After a few unpleasant months trying out the Incinolets of Brian and Lee (Lee has since upgraded to a Separett, discussed later), I punted my decision-making down the road by picking up a five-gallon bucket from the hardware store, building what many affectionately refer to as the “honeybucket.” It works like this: there’s a bucket. You open the lid and do your thing. When you’re done doing your thing, you cover everything with sawdust and close the lid.

My sister and brother, who live out on an intentional community in Missouri, use these everywhere. They call them Fillmores, ’cause President Fillmore was the last president to have a non-plumbed toilet in the White House, and I was always impressed by how odorless they were in their outhouses. The innards of honeybuckets are typically composted as well—a great benefit over using electricity to burn away rich future soil. They’re cheap to build (about $6 for a bucket, and $7 for a top-of-the-line airtight lid), obviously totally noiseless, and they don’t take up much space. The dimensions and contours of a five-gallon bucket (with aforementioned airtight lid) provide a pretty decent seat. All in all, not a bad functioning toilet for $13.

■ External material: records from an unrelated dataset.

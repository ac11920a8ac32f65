use super::ExtractReport;
use crate::error::{Error, Result};
use std::path::{Path, PathBuf};
use std::process::{Command, Stdio};

/// Run inside Blender, walks image texture nodes and saves packed images.
/// Reports one `texmap:<kind>\t<value>` line per event on stdout.
const SCRIPT: &str = include_str!("blender_extract.py");

const TAG: &str = "texmap:";

/// Command running the extraction script on `scene` in background mode.
pub fn command(blender: &Path, scene: &Path, out_dir: &Path) -> Command {
    let mut cmd = Command::new(blender);
    cmd.arg("--background")
        .arg(scene)
        .arg("--python-exit-code")
        .arg("1")
        .arg("--python-expr")
        .arg(SCRIPT)
        .arg("--")
        .arg(out_dir);
    cmd
}

/// Collects the events the script printed, ignoring Blender's own output.
pub fn parse_report(stdout: &str) -> ExtractReport {
    let mut report = ExtractReport::default();
    for l in stdout.lines() {
        let Some(event) = l.strip_prefix(TAG) else {
            continue;
        };
        let Some((kind, value)) = event.split_once('\t') else {
            log::warn!("Malformed line from blender: {l}");
            continue;
        };
        match kind {
            "material" => {
                log::info!("Processing material: {value}");
                report.materials.push(value.to_string());
            }
            "saved" => {
                log::info!("  Saved texture: {value}");
                report.saved.push(PathBuf::from(value));
            }
            "existing" => report.existing.push(PathBuf::from(value)),
            "external" => {
                log::info!("  Image {value} is not packed, skipping");
                report.external.push(value.to_string());
            }
            "failed" => {
                let (name, why) = value.split_once('\t').unwrap_or((value, ""));
                log::warn!("  Failed to save {name}: {why}");
                report.failed.push((name.to_string(), why.to_string()));
            }
            k => log::warn!("Unknown event from blender {k:?}"),
        }
    }
    report
}

/// Extracts packed textures of a `.blend` file by running `blender` on it.
pub fn extract(blender: &Path, scene: &Path, out_dir: &Path) -> Result<ExtractReport> {
    let output = command(blender, scene, out_dir)
        .stdin(Stdio::null())
        .stderr(Stdio::inherit())
        .output()
        .map_err(|e| Error::Spawn(blender.into(), e))?;
    if !output.status.success() {
        return Err(Error::Blender(output.status));
    }
    Ok(parse_report(&String::from_utf8_lossy(&output.stdout)))
}

#[test]
fn test_parse_report() {
    let stdout = "\
Blender 4.1.0 (hash abc built 2024-03-25)
Read blend: \"/tmp/ValeroWA02C.blend\"
texmap:material\tMaterial_0.1000
texmap:saved\t/tmp/out/Image_0.1000.png
texmap:material\tMaterial_0.1001
texmap:external\tImage_0.1001
texmap:existing\t/tmp/out/Image_0.1002.png
texmap:failed\tImage_bad.png\tno pixels
texmap:garbage
Blender quit
";
    let r = parse_report(stdout);
    assert_eq!(r.materials, ["Material_0.1000", "Material_0.1001"]);
    assert_eq!(r.saved, [PathBuf::from("/tmp/out/Image_0.1000.png")]);
    assert_eq!(r.existing, [PathBuf::from("/tmp/out/Image_0.1002.png")]);
    assert_eq!(r.external, ["Image_0.1001"]);
    assert_eq!(
        r.failed,
        [(String::from("Image_bad.png"), String::from("no pixels"))]
    );
}

#[test]
fn test_command_args() {
    let cmd = command(
        Path::new("/opt/blender/blender"),
        Path::new("scene.blend"),
        Path::new("extracted_textures"),
    );
    assert_eq!(cmd.get_program(), "/opt/blender/blender");
    let args: Vec<_> = cmd.get_args().collect();
    assert_eq!(args.len(), 8);
    assert_eq!(args[0], "--background");
    assert_eq!(args[1], "scene.blend");
    // a raising script must not look like a successful run
    assert_eq!(args[2], "--python-exit-code");
    assert_eq!(args[3], "1");
    assert_eq!(args[4], "--python-expr");
    assert!(args[5].to_string_lossy().contains("bpy.data.materials"));
    assert_eq!(args[6], "--");
    assert_eq!(args[7], "extracted_textures");
}

#[cfg(unix)]
#[test]
fn test_failing_blender_is_an_error() {
    let tmp = std::env::temp_dir();
    let r = extract(Path::new("false"), Path::new("scene.blend"), &tmp);
    assert!(matches!(r, Err(Error::Blender(status)) if !status.success()));

    let r = extract(Path::new("/nonexistent/blender"), Path::new("scene.blend"), &tmp);
    assert!(matches!(r, Err(Error::Spawn(..))));
}
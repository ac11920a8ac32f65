use anyhow::Context;
use clap::Parser;
use std::path::PathBuf;
use texmap::cli::{init_logging, CommonArgs};

/// Rename extracted textures after the materials that use them and write a
/// copy of the MTL file referencing them.
#[derive(Parser, Debug)]
struct Args {
    #[command(flatten)]
    common: CommonArgs,

    /// Directory holding the extracted textures
    #[arg(short, long, value_name = "DIR")]
    textures: Option<PathBuf>,

    /// Directory the renamed textures are written to, recreated on every run
    #[arg(short, long, value_name = "DIR")]
    output: Option<PathBuf>,
}

fn main() -> anyhow::Result<()> {
    init_logging();
    let args = Args::parse();
    let mut cfg = args.common.config()?;
    if let Some(t) = args.textures {
        cfg.extracted_dir = t;
    }
    if let Some(o) = args.output {
        cfg.renamed_dir = o;
    }

    let summary = texmap::update_mtl(&cfg)
        .with_context(|| format!("Failed to update {}", cfg.mtl_path().display()))?;
    log::info!(
        "Added {} texture references for {} materials",
        summary.inserted,
        summary.materials
    );
    log::info!("Process completed successfully!");
    Ok(())
}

But not great, either. For one, you need to find something to do with the bucket when it’s full. That’s easy if you live on a farm, but a little more tricky if you’re tethered to a city. They require sawdust (or a substitute) to absorb moisture and neutralize odors. When building a house, sawdust is plentiful; afterwards, rummaging through Home Depot’s dustpails becomes a necessity. And undoubtedly, that sawdust will get everywhere, leaving the bathroom with an inescapably “unclean” feeling. The toilet itself never really feels clean: it is, after all, a bucket full of soggy waste, and we humans have evolved to feel a natural squeamishness around such piles. In the warmer months, a few gnats might hang around the lid, or start a whole colony in your bathroom if the lid isn’t airtight. I didn’t find it too difficult to use the honeybucket on my own, but I always felt a little self-conscious having friends over: a tutorial is needed, and they’re looking at your last bowel movement, and you’re later looking at theirs, and it’s just, well, not ideal. Ultimately, in the words of one Matchbox YouTube commenter: “I love this innovative space but can’t help but think of when he brings home a partner and tells them they have to shit in a bucket.”

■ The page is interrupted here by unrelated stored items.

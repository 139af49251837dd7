//! Scriptable stand-in for the Ollama HTTP API, served by axum on an
//! ephemeral port. Counts chat requests and records their bodies.

use axum::{
    body::Body,
    extract::State,
    http::{header, StatusCode},
    response::{IntoResponse, Response},
    routing::{get, post},
    Json, Router,
};
use futures::StreamExt;
use parking_lot::Mutex;
use serde_json::{json, Value};
use std::net::SocketAddr;
use std::sync::atomic::{AtomicUsize, Ordering};
use std::sync::Arc;

type Responder = dyn Fn(usize, &Value) -> MockReply + Send + Sync;

pub enum MockReply {
    Json(Value),
    Text(String),
    Status(u16, String),
    Ndjson(Vec<String>),
    /// NDJSON lines on a body that never closes.
    NdjsonOpen(Vec<String>),
}

impl MockReply {
    /// A well-formed non-streaming chat reply carrying `content`.
    pub fn content(content: &str) -> Self {
        Self::Json(json!({
            "model": "qwen2.5-coder:3b",
            "message": {"role": "assistant", "content": content},
            "done": true
        }))
    }

    pub fn json(value: Value) -> Self {
        Self::Json(value)
    }

    pub fn text(body: &str) -> Self {
        Self::Text(body.to_string())
    }

    pub fn status(code: u16) -> Self {
        Self::Status(code, String::new())
    }

    pub fn status_with_body(code: u16, body: &str) -> Self {
        Self::Status(code, body.to_string())
    }

    pub fn ndjson(lines: &[&str]) -> Self {
        Self::Ndjson(lines.iter().map(|l| l.to_string()).collect())
    }

    pub fn ndjson_open(lines: &[&str]) -> Self {
        Self::NdjsonOpen(lines.iter().map(|l| l.to_string()).collect())
    }
}

impl IntoResponse for MockReply {
    fn into_response(self) -> Response {
        match self {
            Self::Json(v) => (StatusCode::OK, Json(v)).into_response(),
            Self::Text(body) => (StatusCode::OK, body).into_response(),
            Self::Status(code, body) => {
                let status = StatusCode::from_u16(code).unwrap_or(StatusCode::INTERNAL_SERVER_ERROR);
                (status, body).into_response()
            }
            Self::Ndjson(lines) => {
                let mut body = lines.join("\n");
                body.push('\n');
                (
                    StatusCode::OK,
                    [(header::CONTENT_TYPE, "application/x-ndjson")],
                    body,
                )
                    .into_response()
            }
            Self::NdjsonOpen(lines) => {
                let chunks = lines
                    .into_iter()
                    .map(|l| Ok::<_, std::io::Error>(format!("{l}\n")));
                let body = futures::stream::iter(chunks).chain(futures::stream::pending());
                (
                    StatusCode::OK,
                    [(header::CONTENT_TYPE, "application/x-ndjson")],
                    Body::from_stream(body),
                )
                    .into_response()
            }
        }
    }
}

struct MockState {
    chat_requests: AtomicUsize,
    bodies: Mutex<Vec<Value>>,
    responder: Box<Responder>,
}

#[derive(Clone)]
pub struct MockChat {
    addr: SocketAddr,
    state: Arc<MockState>,
}

impl MockChat {
    /// Serve on the current runtime. `responder` gets the 0-based index of
    /// the chat request.
    pub async fn start<F>(responder: F) -> Self
    where
        F: Fn(usize) -> MockReply + Send + Sync + 'static,
    {
        Self::start_with(move |n, _| responder(n)).await
    }

    /// Like [`start`](Self::start) but the responder also sees the request body.
    pub async fn start_with<F>(responder: F) -> Self
    where
        F: Fn(usize, &Value) -> MockReply + Send + Sync + 'static,
    {
        let state = Arc::new(MockState {
            chat_requests: AtomicUsize::new(0),
            bodies: Mutex::new(Vec::new()),
            responder: Box::new(responder),
        });

        let app = Router::new()
            .route("/api/chat", post(chat))
            .route("/api/tags", get(tags))
            .with_state(state.clone());

        let listener = tokio::net::TcpListener::bind("127.0.0.1:0").await.unwrap();
        let addr = listener.local_addr().unwrap();
        tokio::spawn(async move {
            axum::serve(listener, app).await.unwrap();
        });

        Self { addr, state }
    }

    /// Serve from a dedicated runtime thread, for tests of blocking code.
    pub fn start_in_background<F>(responder: F) -> Self
    where
        F: Fn(usize) -> MockReply + Send + Sync + 'static,
    {
        let (tx, rx) = std::sync::mpsc::channel();
        std::thread::spawn(move || {
            let rt = tokio::runtime::Builder::new_multi_thread()
                .worker_threads(1)
                .enable_all()
                .build()
                .unwrap();
            rt.block_on(async move {
                let mock = MockChat::start(responder).await;
                tx.send(mock).unwrap();
                std::future::pending::<()>().await;
            });
        });
        rx.recv().unwrap()
    }

    pub fn base_url(&self) -> String {
        format!("http://{}", self.addr)
    }

    pub fn requests(&self) -> usize {
        self.state.chat_requests.load(Ordering::SeqCst)
    }

    pub fn last_body(&self) -> Option<Value> {
        self.state.bodies.lock().last().cloned()
    }
}

async fn chat(State(state): State<Arc<MockState>>, body: String) -> Response {
    let n = state.chat_requests.fetch_add(1, Ordering::SeqCst);
    let body: Value = serde_json::from_str(&body).unwrap_or(Value::Null);
    let reply = (state.responder)(n, &body);
    state.bodies.lock().push(body);
    reply.into_response()
}

async fn tags() -> Json<Value> {
    Json(json!({
        "models": [
            {"name": "qwen2.5-coder:3b", "size": 1929912432u64, "digest": "e7149271c296"}
        ]
    }))
}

  • Effectiveness (how well it gets rid of waste): 3/5
  • Odorlessness (how good it smells): 3/5
  • Quietness (how quiet it is): 5/5
  • Cleanliness (how much it stays, or feels, clean): 1/5
  • Affordability (how reasonably priced it is): 5/5
  • Ease (how easy it is to use, maintain, and provide to guests): 3/5
  • Total: 20/30

Honeybucket 2.0

After months of using a standard honeybucket, I opted for a few upgrades. Like many do, I had a little chest built around the bucket, and screwed a seat to that chest, so it looked a bit more like a latrine than a bright orange pail. I started lining the bucket with a black garbage bag, making it much easier to empty the bucket when it was full. And most importantly, I turned a wide-mouthed funnel into a urine diverter, separating liquids and solids.

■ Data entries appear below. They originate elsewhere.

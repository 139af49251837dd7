pub mod artifacts;
pub mod fingerprint;
pub mod processor;
pub mod progress;

pub use artifacts::{read_summary, ArtifactStore, ResponseRecord};
pub use processor::{BatchOptions, BatchProcessor};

If there were a documentary of Boneyard Studios, this would undoubtedly be the scene of comic relief after a tense build setback or dramatic plot twist: me and Tony, my builder, crammed in the darkness of the Matchbox bathroom, holding a funnel centered over a bucket, and then slowly moving it closer to the front, and then back again, eyeing each other, asking “does that look right?”, trying to figure out, crudely, approximately where women pee from when seated on a toilet. Thankfully, we placed the funnel correctly, and the next day the Matchbox was sporting a totally functional and totally unisex honeybucket 2.0. By separating solids and diverting liquids into the ground, smells were improved, the toilet had to be emptied far less frequently (most waste, of course, is liquid), and sawdust wasn’t needed after every pee. Plus, it just looked better.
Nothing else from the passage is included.